**Work item**
Return every line of the listing that includes the string "ByteRangeLoader".
· · ·
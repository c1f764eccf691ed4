/// Errors that can occur in the transport layer.
///
/// A clean peer close is not an error; `recv` reports it as `Ok(None)`.
#[derive(Debug, thiserror::Error)]
pub enum TransportError {
    /// Sending a frame failed.
    #[error("send failed: {0}")]
    SendFailed(#[source] std::io::Error),

    /// Receiving a frame failed. Includes oversized frames, which surface
    /// as `InvalidData` from the frame codec.
    #[error("receive failed: {0}")]
    ReceiveFailed(#[source] std::io::Error),

    /// Binding or accepting connections failed.
    #[error("accept failed: {0}")]
    AcceptFailed(#[source] std::io::Error),

    /// Connecting to a remote server failed.
    #[error("connect failed: {0}")]
    ConnectFailed(#[source] std::io::Error),
}
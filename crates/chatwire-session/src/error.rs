//! Error types for the session layer.

use crate::SessionState;

/// Errors that can occur during session management.
#[derive(Debug, thiserror::Error)]
pub enum SessionError {
    /// The requested nickname is empty or already bound. Expected and
    /// recoverable: the connection stays open and may retry.
    #[error("nickname {0:?} is unavailable")]
    NicknameUnavailable(String),

    /// The connection sat in pre-auth past the configured deadline.
    /// Unauthenticated connections are not allowed to hold a handler
    /// forever.
    #[error("handshake timed out after {0} seconds")]
    HandshakeTimeout(u64),

    /// A lifecycle event arrived in a state that cannot accept it.
    #[error("cannot {event} a {from} session")]
    InvalidTransition {
        /// State the session was in.
        from: SessionState,
        /// The attempted event.
        event: &'static str,
    },
}
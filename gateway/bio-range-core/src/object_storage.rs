use crate::error::{GatewayError, Result};
use async_trait::async_trait;
use bytes::Bytes;
use log::{debug, info, warn};
use opendal::layers::{LoggingLayer, RetryLayer, TimeoutLayer};
use opendal::services::{Gcs, Http, S3};
use opendal::Operator;
use std::env;
use std::fmt::Display;
use std::sync::Arc;
use url::Url;

/// Connection settings shared by every loader built for a batch.
#[derive(Clone, Debug)]
pub struct ObjectStorageOptions {
    /// Fall back to unsigned requests when no credential is configured
    pub allow_anonymous: bool,
    /// Bill requests to the caller (S3 requester-pays buckets)
    pub enable_request_payer: bool,
    /// Retries per failed request
    pub max_retries: Option<usize>,
    /// Per-request timeout in seconds
    pub timeout: Option<usize>,
}

impl Display for ObjectStorageOptions {
    fn fmt(&self, f: &mut std::fmt::Formatter<'_>) -> std::fmt::Result {
        write!(
            f,
            "ObjectStorageOptions {{ allow_anonymous: {}, enable_request_payer: {}, max_retries: {:?}, timeout: {:?} }}",
            self.allow_anonymous, self.enable_request_payer, self.max_retries, self.timeout
        )
    }
}

impl Default for ObjectStorageOptions {
    fn default() -> Self {
        ObjectStorageOptions {
            allow_anonymous: true,
            enable_request_payer: false,
            max_retries: Some(5),
            timeout: Some(300),
        }
    }
}

/// Storage backend selected from a locator scheme.
#[derive(Debug, Clone, Copy, PartialEq, Eq)]
pub enum StorageType {
    /// `gs://`
    GCS,
    /// `s3://`
    S3,
    /// `http://` and `https://`
    HTTP,
}

impl StorageType {
    /// Maps a scheme to its backend; unknown schemes are validation errors.
    pub fn from_prefix(prefix: &str) -> Result<Self> {
        match prefix.to_lowercase().as_str() {
            "gs" => Ok(StorageType::GCS),
            "s3" => Ok(StorageType::S3),
            "http" | "https" => Ok(StorageType::HTTP),
            other => Err(GatewayError::Validation(format!(
                "Unsupported source locator scheme: {other}"
            ))),
        }
    }

    /// Bucket-style stores address objects as `<scheme>://<bucket>/<object>`.
    pub fn is_bucket(&self) -> bool {
        matches!(self, StorageType::GCS | StorageType::S3)
    }
}

/// Storage backend of a locator.
pub fn get_storage_type(locator: &str) -> Result<StorageType> {
    match locator.split_once("://") {
        Some((prefix, _)) => StorageType::from_prefix(prefix),
        None => Err(GatewayError::Validation(format!(
            "Source locator has no scheme: {locator}"
        ))),
    }
}

fn get_bucket_name(locator: &str) -> Result<String> {
    let rest = locator.split("://").last().unwrap_or_default();
    match rest.split('/').next() {
        Some(bucket) if !bucket.is_empty() => Ok(bucket.to_string()),
        _ => Err(GatewayError::Validation(format!(
            "Source locator has no bucket: {locator}"
        ))),
    }
}

fn get_file_path(locator: &str) -> Result<String> {
    let path = locator
        .split("://")
        .last()
        .unwrap_or_default()
        .split('/')
        .skip(1)
        .collect::<Vec<&str>>()
        .join("/");
    if path.is_empty() {
        return Err(GatewayError::Validation(format!(
            "Source locator has no object path: {locator}"
        )));
    }
    Ok(path)
}

/// Fetches arbitrary byte ranges of one remote object.
///
/// Implementations hold no cursor, so a single loader can serve overlapping
/// reads from many queries at once.
#[async_trait]
pub trait ByteRangeLoader: Send + Sync {
    /// Reads `length` bytes starting at `start`, or everything after `start` when `length` is `None`.
    async fn load(&self, start: u64, length: Option<u64>) -> Result<Bytes>;

    /// Locator this loader reads from.
    fn locator(&self) -> &str;
}

/// Byte-range loader backed by an OpenDAL operator.
pub struct OpendalLoader {
    operator: Operator,
    path: String,
    locator: String,
}

impl OpendalLoader {
    /// Wraps an operator reading `path`.
    pub fn new(operator: Operator, path: String, locator: String) -> Self {
        OpendalLoader {
            operator,
            path,
            locator,
        }
    }
}

#[async_trait]
impl ByteRangeLoader for OpendalLoader {
    async fn load(&self, start: u64, length: Option<u64>) -> Result<Bytes> {
        debug!(
            "Loading {} bytes at offset {} from {}",
            length.map_or("all".to_string(), |l| l.to_string()),
            start,
            self.locator
        );
        let buffer = match length {
            Some(length) => {
                self.operator
                    .read_with(&self.path)
                    .range(start..start + length)
                    .await?
            }
            None => self.operator.read_with(&self.path).range(start..).await?,
        };
        Ok(buffer.to_bytes())
    }

    fn locator(&self) -> &str {
        &self.locator
    }
}

fn finish_operator<B: opendal::Builder>(
    builder: B,
    options: &ObjectStorageOptions,
) -> Result<Operator> {
    let max_retries = options.max_retries.unwrap_or(5);
    let timeout = options.timeout.unwrap_or(300);
    Ok(Operator::new(builder)?
        .layer(TimeoutLayer::new().with_io_timeout(std::time::Duration::from_secs(timeout as u64)))
        .layer(RetryLayer::new().with_max_times(max_retries))
        .layer(LoggingLayer::default())
        .finish())
}

async fn s3_operator(
    bucket_name: &str,
    credential: Option<&str>,
    options: &ObjectStorageOptions,
) -> Result<Operator> {
    let enable_request_payer = options.enable_request_payer || credential.is_some();
    info!(
        "Using S3 storage type with parameters: bucket_name: {}, allow_anonymous: {}, enable_request_payer: {}",
        bucket_name, options.allow_anonymous, enable_request_payer
    );
    let region = match env::var("AWS_REGION").or_else(|_| env::var("AWS_DEFAULT_REGION")) {
        Ok(region) => region,
        Err(_) => S3::detect_region("https://s3.amazonaws.com", bucket_name)
            .await
            .unwrap_or("us-east-1".to_string()),
    };
    let mut builder = S3::default()
        .region(&region)
        .bucket(bucket_name)
        .endpoint(&env::var("AWS_ENDPOINT_URL").unwrap_or_default());
    if options.allow_anonymous && credential.is_none() {
        builder = builder.disable_ec2_metadata().allow_anonymous();
    }
    if enable_request_payer {
        builder = builder.enable_request_payer();
    }
    finish_operator(builder, options)
}

/// How a GCS operator authenticates.
#[derive(Debug, Clone, PartialEq, Eq)]
enum GcsAuth {
    Anonymous,
    CredentialPath(String),
    Default,
}

fn gcs_auth(options: &ObjectStorageOptions, credential_path: Option<String>) -> GcsAuth {
    if options.allow_anonymous {
        GcsAuth::Anonymous
    } else if let Some(path) = credential_path {
        GcsAuth::CredentialPath(path)
    } else {
        GcsAuth::Default
    }
}

/// Builds a GCS operator.
///
/// `billing_project` names the project billed for requester-pays buckets. It is
/// never used as a credential.
fn gcs_operator(
    bucket_name: &str,
    billing_project: Option<&str>,
    options: &ObjectStorageOptions,
) -> Result<Operator> {
    info!(
        "Using GCS storage type with parameters: bucket_name: {}, allow_anonymous: {}, billing_project: {:?}",
        bucket_name, options.allow_anonymous, billing_project
    );
    if let Some(project) = billing_project {
        warn!(
            "Billing project {} is not forwarded to GCS, requester-pays reads from {} may be rejected",
            project, bucket_name
        );
    }
    let mut builder = Gcs::default().bucket(bucket_name);
    match gcs_auth(options, env::var("GOOGLE_APPLICATION_CREDENTIALS").ok()) {
        GcsAuth::Anonymous => builder = builder.disable_vm_metadata().allow_anonymous(),
        GcsAuth::CredentialPath(path) => builder = builder.credential_path(&path),
        GcsAuth::Default => warn!(
            "GOOGLE_APPLICATION_CREDENTIALS environment variable is not set. Using default credentials."
        ),
    }
    finish_operator(builder, options)
}

fn http_operator(url: &Url, options: &ObjectStorageOptions) -> Result<(Operator, String)> {
    let host = url
        .host_str()
        .ok_or_else(|| GatewayError::Validation(format!("Source locator has no host: {url}")))?;
    let endpoint = match url.port() {
        Some(port) => format!("{}://{}:{}", url.scheme(), host, port),
        None => format!("{}://{}", url.scheme(), host),
    };
    info!("Using HTTP storage type with endpoint: {}", endpoint);
    let operator = finish_operator(Http::default().endpoint(&endpoint), options)?;
    Ok((operator, url.path().to_string()))
}

/// Builds the byte-range loader for a locator, choosing the store by scheme.
///
/// `credential` is the caller's billing project. On S3 it turns on requester-pays.
pub async fn loader_for_locator(
    locator: &str,
    credential: Option<&str>,
    options: &ObjectStorageOptions,
) -> Result<Arc<dyn ByteRangeLoader>> {
    let storage_type = get_storage_type(locator)?;
    let (operator, path) = match storage_type {
        StorageType::S3 => (
            s3_operator(&get_bucket_name(locator)?, credential, options).await?,
            get_file_path(locator)?,
        ),
        StorageType::GCS => (
            gcs_operator(&get_bucket_name(locator)?, credential, options)?,
            get_file_path(locator)?,
        ),
        StorageType::HTTP => http_operator(&Url::parse(locator)?, options)?,
    };
    Ok(Arc::new(OpendalLoader::new(
        operator,
        path,
        locator.to_string(),
    )))
}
· · ·
**Written answer**
pub trait ByteRangeLoader: Send + Sync {
impl ByteRangeLoader for OpendalLoader {
) -> Result<Arc<dyn ByteRangeLoader>> {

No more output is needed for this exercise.